BEGIN Input data

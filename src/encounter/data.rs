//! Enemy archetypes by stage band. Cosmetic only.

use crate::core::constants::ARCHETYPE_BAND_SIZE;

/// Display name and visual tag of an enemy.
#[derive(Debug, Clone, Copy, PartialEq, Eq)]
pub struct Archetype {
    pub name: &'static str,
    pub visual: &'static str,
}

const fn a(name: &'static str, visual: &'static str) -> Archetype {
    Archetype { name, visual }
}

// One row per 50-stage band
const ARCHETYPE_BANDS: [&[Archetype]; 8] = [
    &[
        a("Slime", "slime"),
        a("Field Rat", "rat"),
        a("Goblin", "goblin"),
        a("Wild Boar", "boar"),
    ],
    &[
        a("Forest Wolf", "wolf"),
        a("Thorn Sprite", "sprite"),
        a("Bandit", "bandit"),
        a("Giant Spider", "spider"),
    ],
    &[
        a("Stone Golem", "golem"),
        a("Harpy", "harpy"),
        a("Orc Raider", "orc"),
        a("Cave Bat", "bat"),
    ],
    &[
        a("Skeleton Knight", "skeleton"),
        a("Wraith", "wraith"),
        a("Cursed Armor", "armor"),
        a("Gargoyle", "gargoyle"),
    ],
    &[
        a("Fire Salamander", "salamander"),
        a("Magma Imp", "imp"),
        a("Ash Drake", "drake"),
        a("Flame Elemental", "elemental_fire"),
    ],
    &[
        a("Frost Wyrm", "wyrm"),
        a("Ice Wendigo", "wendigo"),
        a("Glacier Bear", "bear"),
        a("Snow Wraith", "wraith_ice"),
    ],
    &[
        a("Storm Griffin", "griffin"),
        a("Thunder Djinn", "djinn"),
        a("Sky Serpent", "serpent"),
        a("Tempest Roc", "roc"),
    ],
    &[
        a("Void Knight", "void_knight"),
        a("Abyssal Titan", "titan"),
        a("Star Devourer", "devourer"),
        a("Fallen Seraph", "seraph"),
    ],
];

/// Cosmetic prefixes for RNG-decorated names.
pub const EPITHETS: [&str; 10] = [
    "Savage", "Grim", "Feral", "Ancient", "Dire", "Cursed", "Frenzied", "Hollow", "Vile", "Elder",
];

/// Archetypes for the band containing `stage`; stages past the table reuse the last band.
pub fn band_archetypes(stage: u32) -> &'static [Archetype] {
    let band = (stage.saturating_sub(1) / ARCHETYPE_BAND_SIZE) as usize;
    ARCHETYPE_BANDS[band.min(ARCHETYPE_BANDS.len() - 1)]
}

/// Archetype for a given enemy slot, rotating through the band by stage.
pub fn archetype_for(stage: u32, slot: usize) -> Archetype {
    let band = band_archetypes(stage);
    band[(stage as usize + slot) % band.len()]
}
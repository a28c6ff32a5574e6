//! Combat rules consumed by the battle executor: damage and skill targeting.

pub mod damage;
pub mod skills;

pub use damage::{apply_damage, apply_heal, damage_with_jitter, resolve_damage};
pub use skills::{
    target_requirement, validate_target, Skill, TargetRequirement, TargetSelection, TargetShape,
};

END Input data

* Work request: In the records above, how many lines contain the string "Wraith"? State that number only.

* Task output: 2